Visiter Casa ou d’autres villes est un plaisir, mais quand au détour d’une rue, d’une avenue, ou d’un passage de circulation, la brise du matin ou du soir vous soulève le cœur, venant vous rappeler l’absence prolongée de Madame Pipi, la problématique hygiénique se fait ressentir. Les soubassements des murs craignent davantage l’humidité jaunâtre du genre humain que celle de la pluie souvent plus rare qui, elle, servirait au moins de service de nettoyage gratuit, ce qui arrangerait les mairies.
La campagne trouverait certes plus d’avantages à cette absence de commodités. En effet, la nature recherchant l’engrais et, tant qu’à faire en cette époque qui encourage l’écologie et le retour au naturel 100%, le Maroc serait un exemple. Tenez, pourquoi ne pas récupérer ce trop-plein qui se vide dans les villes et produire des engrais naturels Made in Casa, Made in Marrakech ou Tanger, avec un nouveau label Bio…

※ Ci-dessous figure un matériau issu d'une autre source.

impl<S: AdSlot + 'static> AdUnit<S> {
    /// Create an uninitialized ad unit
    pub fn new(config: AdConfig, scheduler: impl Scheduler + 'static) -> Self {
        let dispatcher = EventDispatcher::with_max_depth(config.max_dispatch_depth);

        Self {
            id: AdUnitId::new(),
            config,
            state: Cell::new(AdState::Uninitialized),
            attributes: RefCell::new(AttributeStore::new()),
            dispatcher,
            monitor: Cell::new(PlaybackMonitor::new()),
            parameters: RefCell::new(None),
            slot: RefCell::new(None),
            media: RefCell::new(None),
            scheduler: Box::new(scheduler),
            overlay: None,
            rewind_armed: Cell::new(false),
        }
    }

    /// Attach the presentation layer built on `startAd`
    pub fn with_overlay(mut self, overlay: impl Overlay + 'static) -> Self {
        self.overlay = Some(Box::new(overlay));
        self
    }

    pub fn id(&self) -> AdUnitId {
        self.id
    }

    pub fn state(&self) -> AdState {
        self.state.get()
    }

    pub fn config(&self) -> &AdConfig {
        &self.config
    }

    /// Index of the next quartile to report
    pub fn quartile_index(&self) -> usize {
        self.monitor.get().next_index()
    }

    /// Creative parameters, available after `initAd`
    pub fn parameters(&self) -> Option<Rc<CreativeParameters>> {
        self.parameters.borrow().clone()
    }

    /// Bound media element, available after `initAd`
    pub fn media(&self) -> Option<Rc<S::Media>> {
        self.media.borrow().clone()
    }

    /// Supported protocol version; the host's version is ignored
    pub fn handshake_version(&self, _version: &str) -> &'static str {
        VPAID_VERSION
    }

    /// Transition to new state
    fn set_state(&self, target: AdState, operation: &'static str) -> Result<()> {
        let current = self.state.get();

        if !current.can_transition_to(target) {
            warn!(ad = %self.id, from = %current, operation, "Rejected lifecycle call");
            return Err(Error::InvalidStateTransition { from: current, operation });
        }

        self.state.set(target);
        info!(ad = %self.id, from = %current, to = %target, "State transition");

        Ok(())
    }

    /// Reject calls once the ad has stopped
    fn ensure_active(&self, operation: &'static str) -> Result<()> {
        let current = self.state.get();
        if current.is_terminal() {
            warn!(ad = %self.id, operation, "Ad already stopped");
            return Err(Error::InvalidStateTransition { from: current, operation });
        }
        Ok(())
    }

    /// Media element required by `operation`
    fn require_media(&self, operation: &'static str) -> Result<Rc<S::Media>> {
        self.media().ok_or(Error::InvalidStateTransition {
            from: self.state.get(),
            operation,
        })
    }

    fn emit(&self, event: AdEvent) {
        self.dispatcher.emit(event);
    }

    /// Initialize the ad: store the requested geometry, bind the host's
    /// slot and media element, parse creative parameters, and start loading.
    ///
    /// Dispatches `AdLoaded` then `AdImpression`. A malformed ad parameters
    /// payload fails the call and leaves the ad uninitialized.
    pub fn init_ad(
        self: &Rc<Self>,
        width: u32,
        height: u32,
        view_mode: &str,
        desired_bitrate: u32,
        creative_data: &CreativeData,
        environment: EnvironmentVars<S>,
    ) -> Result<()> {
        let current = self.state.get();
        if current != AdState::Uninitialized {
            warn!(ad = %self.id, state = %current, "initAd called twice");
            return Err(Error::InvalidStateTransition { from: current, operation: "initAd" });
        }

        info!(ad = %self.id, width, height, view_mode, desired_bitrate, "Initializing ad");

        {
            let mut attributes = self.attributes.borrow_mut();
            attributes.set(AttributeName::Width, width);
            attributes.set(AttributeName::Height, height);
            attributes.set(AttributeName::ViewMode, view_mode);
            attributes.set(AttributeName::DesiredBitrate, desired_bitrate);
        }

        let parameters = Rc::new(creative_data.parameters()?);

        let EnvironmentVars { slot, video_slot } = environment;
        let media = match video_slot {
            Some(media) => media,
            None => {
                let slot = slot.as_ref().ok_or(Error::MissingSlot)?;
                warn!(ad = %self.id, "No video element passed to ad, creating element");
                slot.create_media_element()?
            }
        };
        let media = Rc::new(media);

        match parameters.video_url.as_deref() {
            Some(url) => media.set_source(url)?,
            None => warn!(ad = %self.id, "Creative parameters carry no videoUrl"),
        }
        media.set_dimensions(width, height)?;
        self.attach_observers(&media)?;

        // Nothing is bound until every fallible media step has succeeded
        *self.slot.borrow_mut() = slot.map(Rc::new);
        *self.media.borrow_mut() = Some(media.clone());
        *self.parameters.borrow_mut() = Some(parameters);
        self.monitor.set(PlaybackMonitor::new());

        self.set_state(AdState::Initialized, "initAd")?;

        self.emit(AdEvent::AdLoaded);
        self.emit(AdEvent::AdImpression);

        if let Err(e) = media.play() {
            warn!(ad = %self.id, error = %e, "Media element refused to play");
        }

        Ok(())
    }

    /// Route the media element's signals back into this ad without keeping it alive.
    /// If any attachment fails, the ones already attached are disarmed.
    fn attach_observers(self: &Rc<Self>, media: &S::Media) -> Result<()> {
        let armed = Rc::new(Cell::new(true));

        let observer = |handle: fn(&Self)| -> SignalHandler {
            let weak = Rc::downgrade(self);
            let armed = armed.clone();
            Rc::new(move || {
                if !armed.get() {
                    return;
                }
                if let Some(ad) = weak.upgrade() {
                    handle(&ad);
                }
            })
        };

        let attached = media
            .observe(MediaSignal::TimeUpdate, observer(Self::handle_time_update))
            .and_then(|()| media.observe(MediaSignal::Ended, observer(Self::handle_ended)))
            .and_then(|()| media.observe(MediaSignal::Play, observer(Self::handle_play)));

        if let Err(e) = attached {
            armed.set(false);
            return Err(e);
        }

        debug!(ad = %self.id, "Media observers attached");
        Ok(())
    }

    /// Start the ad: build the overlay and dispatch `AdStarted`
    #[instrument(skip(self), fields(ad = %self.id))]
    pub fn start_ad(&self) -> Result<()> {
        self.set_state(AdState::Playing, "startAd")?;

        if let (Some(overlay), Some(parameters)) = (&self.overlay, self.parameters()) {
            if let Err(e) = overlay.build(&parameters) {
                warn!(error = %e, "Overlay failed to build");
            }
        }

        self.emit(AdEvent::AdStarted);
        Ok(())
    }

    /// Stop the ad. `AdStopped` is dispatched after the configured delay so
    /// that events already in flight reach the host first.
    #[instrument(skip(self), fields(ad = %self.id))]
    pub fn stop_ad(&self) -> Result<()> {
        self.set_state(AdState::Stopped, "stopAd")?;

        let dispatcher = self.dispatcher.clone();
        self.scheduler.schedule(
            self.config.stop_delay(),
            Box::new(move || {
                dispatcher.emit(AdEvent::AdStopped);
            }),
        );

        Ok(())
    }

    #[instrument(skip(self), fields(ad = %self.id))]
    pub fn pause_ad(&self) -> Result<()> {
        self.ensure_active("pauseAd")?;
        let media = self.require_media("pauseAd")?;

        media.pause()?;
        if self.state.get() == AdState::Playing {
            self.set_state(AdState::Paused, "pauseAd")?;
        }

        self.emit(AdEvent::AdPaused);
        Ok(())
    }

    #[instrument(skip(self), fields(ad = %self.id))]
    pub fn resume_ad(&self) -> Result<()> {
        self.ensure_active("resumeAd")?;
        let media = self.require_media("resumeAd")?;

        media.play()?;
        if self.state.get() == AdState::Paused {
            self.set_state(AdState::Playing, "resumeAd")?;
        }

        self.emit(AdEvent::AdResumed);
        Ok(())
    }

    #[instrument(skip(self), fields(ad = %self.id))]
    pub fn resize_ad(&self, width: u32, height: u32, view_mode: &str) -> Result<()> {
        self.ensure_active("resizeAd")?;

        {
            let mut attributes = self.attributes.borrow_mut();
            attributes.set(AttributeName::Width, width);
            attributes.set(AttributeName::Height, height);
            attributes.set(AttributeName::ViewMode, view_mode);
        }

        if let Some(media) = self.media() {
            media.set_dimensions(width, height)?;
        }

        self.emit(AdEvent::AdSizeChange);
        Ok(())
    }

    #[instrument(skip(self), fields(ad = %self.id))]
    pub fn expand_ad(&self) -> Result<()> {
        self.ensure_active("expandAd")?;
        self.attributes.borrow_mut().set(AttributeName::Expanded, true);

        let slot = self.slot.borrow().clone();
        if let Some(slot) = slot {
            if let Err(e) = slot.request_fullscreen() {
                warn!(error = %e, "Fullscreen request failed");
            }
        }

        self.emit(AdEvent::AdExpanded);
        Ok(())
    }

    /// Clear the expanded flag. Dispatches nothing.
    #[instrument(skip(self), fields(ad = %self.id))]
    pub fn collapse_ad(&self) -> Result<()> {
        self.ensure_active("collapseAd")?;
        self.attributes.borrow_mut().set(AttributeName::Expanded, false);
        Ok(())
    }

    /// Dispatch `AdSkipped` if the ad is currently skippable; otherwise do nothing
    #[instrument(skip(self), fields(ad = %self.id))]
    pub fn skip_ad(&self) -> Result<()> {
        self.ensure_active("skipAd")?;

        if self.get_ad_skippable_state() {
            self.emit(AdEvent::AdSkipped);
        } else {
            debug!("Ad not skippable, ignoring skipAd");
        }
        Ok(())
    }

    /// Store the volume (no clamping) and dispatch `AdVolumeChange`
    #[instrument(skip(self), fields(ad = %self.id))]
    pub fn set_ad_volume(&self, value: f64) -> Result<()> {
        self.ensure_active("setAdVolume")?;
        self.attributes.borrow_mut().set(AttributeName::Volume, value);
        self.emit(AdEvent::AdVolumeChange);
        Ok(())
    }

    /// Toggle between muted and full volume
    pub fn toggle_mute(&self) -> Result<()> {
        self.ensure_active("toggleMute")?;

        let next = if self.get_ad_volume() == 0.0 { 1.0 } else { 0.0 };
        self.attributes.borrow_mut().set(AttributeName::Volume, next);
        debug!(ad = %self.id, volume = next, "Mute toggled");

        self.emit(AdEvent::AdVolumeChange);
        Ok(())
    }

    /// Report a click on the overlay
    pub fn click_thru(&self) -> Result<()> {
        self.ensure_active("clickThru")?;
        self.emit(AdEvent::AdClickThru);
        Ok(())
    }

    /// Register `callback` for `event_name`, replacing any earlier one
    pub fn subscribe(&self, callback: impl Fn() + 'static, event_name: &str) {
        self.dispatcher.subscribe(event_name, callback);
    }

    pub fn unsubscribe(&self, event_name: &str) {
        self.dispatcher.unsubscribe(event_name);
    }

    /// Shared handle to the event registry
    pub fn dispatcher(&self) -> &EventDispatcher {
        &self.dispatcher
    }

    /// Raw attribute read by VPAID name
    pub fn attribute(&self, name: &str) -> Result<AttributeValue> {
        self.attributes.borrow().get(name).cloned()
    }

    /// Overwrite an attribute without dispatching anything
    pub fn set_attribute(&self, name: AttributeName, value: impl Into<AttributeValue>) {
        self.attributes.borrow_mut().set(name, value);
    }

    pub fn get_ad_width(&self) -> u32 {
        self.attributes.borrow().number(AttributeName::Width) as u32
    }

    pub fn get_ad_height(&self) -> u32 {
        self.attributes.borrow().number(AttributeName::Height) as u32
    }

    pub fn get_ad_view_mode(&self) -> String {
        self.attributes.borrow().text(AttributeName::ViewMode)
    }

    pub fn get_ad_desired_bitrate(&self) -> u32 {
        self.attributes.borrow().number(AttributeName::DesiredBitrate) as u32
    }

    pub fn get_ad_volume(&self) -> f64 {
        self.attributes.borrow().number(AttributeName::Volume)
    }

    pub fn get_ad_remaining_time(&self) -> f64 {
        self.attributes.borrow().number(AttributeName::RemainingTime)
    }

    /// Fails with `UnknownAttribute` until a duration has been set
    pub fn get_ad_duration(&self) -> Result<f64> {
        let attributes = self.attributes.borrow();
        let value = attributes.get_attr(AttributeName::Duration)?;
        value
            .as_f64()
            .ok_or_else(|| Error::UnknownAttribute(AttributeName::Duration.to_string()))
    }

    pub fn get_ad_companions(&self) -> String {
        self.attributes.borrow().text(AttributeName::Companions)
    }

    pub fn get_ad_icons(&self) -> String {
        self.attributes.borrow().text(AttributeName::Icons)
    }

    pub fn get_ad_linear(&self) -> bool {
        self.attributes.borrow().flag(AttributeName::Linear)
    }

    pub fn get_ad_expanded(&self) -> bool {
        self.attributes.borrow().flag(AttributeName::Expanded)
    }

    pub fn get_ad_skippable_state(&self) -> bool {
        self.attributes.borrow().flag(AttributeName::SkippableState)
    }

    /// Position update from the media element
    pub fn handle_time_update(&self) {
        if matches!(self.state.get(), AdState::Uninitialized | AdState::Stopped) {
            return;
        }
        let Some(media) = self.media() else {
            return;
        };

        let current_time = media.current_time();
        let duration = media.duration();

        if let Some(hold) = self.config.end_hold {
            if !self.rewind_armed.get() && current_time + hold >= duration {
                debug!(ad = %self.id, current_time, duration, "Holding before end");
                if let Err(e) = media.pause() {
                    warn!(ad = %self.id, error = %e, "Failed to pause for end hold");
                }
                self.rewind_armed.set(true);
            }
        }

        let mut monitor = self.monitor.get();
        let reached = monitor.observe(current_time, duration);
        self.monitor.set(monitor);

        if let Some(event) = reached {
            debug!(ad = %self.id, %event, current_time, duration, "Quartile reached");
            self.emit(event);
        }
    }

    /// End of stream from the media element
    pub fn handle_ended(&self) {
        if matches!(self.state.get(), AdState::Uninitialized | AdState::Stopped) {
            debug!(ad = %self.id, state = %self.state.get(), "Ended outside playback, ignoring");
            return;
        }
        info!(ad = %self.id, "Media ended");
        if let Err(e) = self.stop_ad() {
            warn!(ad = %self.id, error = %e, "Stop on end of stream failed");
        }
    }

    /// Playback (re)started on the media element
    pub fn handle_play(&self) {
        if !self.rewind_armed.replace(false) {
            return;
        }
        if let Some(media) = self.media() {
            debug!(ad = %self.id, "Rewinding after end hold");
            if let Err(e) = media.seek(0.0) {
                warn!(ad = %self.id, error = %e, "Rewind failed");
            }
        }
    }
}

Un projet ou programme, venant d’outre-mer, prévoyait des toilettes automatiques dernièrement en certaines villes ; elles sont plus qu’attendues désormais, notamment dans les villes touristiques comme Marrakech ou Agadir. S’engager pour quelques heures dans les souks de la place Jemaa El Fna sans ses précautions d’usage préalables est une aventure pour nombre de touristes. Sans parler, lorsqu’ils trouvent enfin un lieu d’aisance au détour d’une ruelle, d’une autre aventure liée au risque d’attraper une infection ou une autre, notamment celle d’une image qui reste gravée sur le dos du Maroc pendant des années et qui se transmet d’histoire en histoire. La communication du Maroc ne se résume pas aux affiches 4 par 3 ni aux films publicitaires ; elle se forge même plus après que les millions de touristes ont transmis leur réalité au retour.
Les responsables municipaux penseraient-ils que cette problématique d’hygiène ne serait qu’un détail dans le développement de leur ville et doivent-ils traverser la place en courant, plusieurs fois par jour, pour rejoindre le café de la Mairie ? Le besoin se fait de plus en plus ressentir sur tous les plans en ce début du 21ème siècle.
N’oublier pas le service en sortant. Merci…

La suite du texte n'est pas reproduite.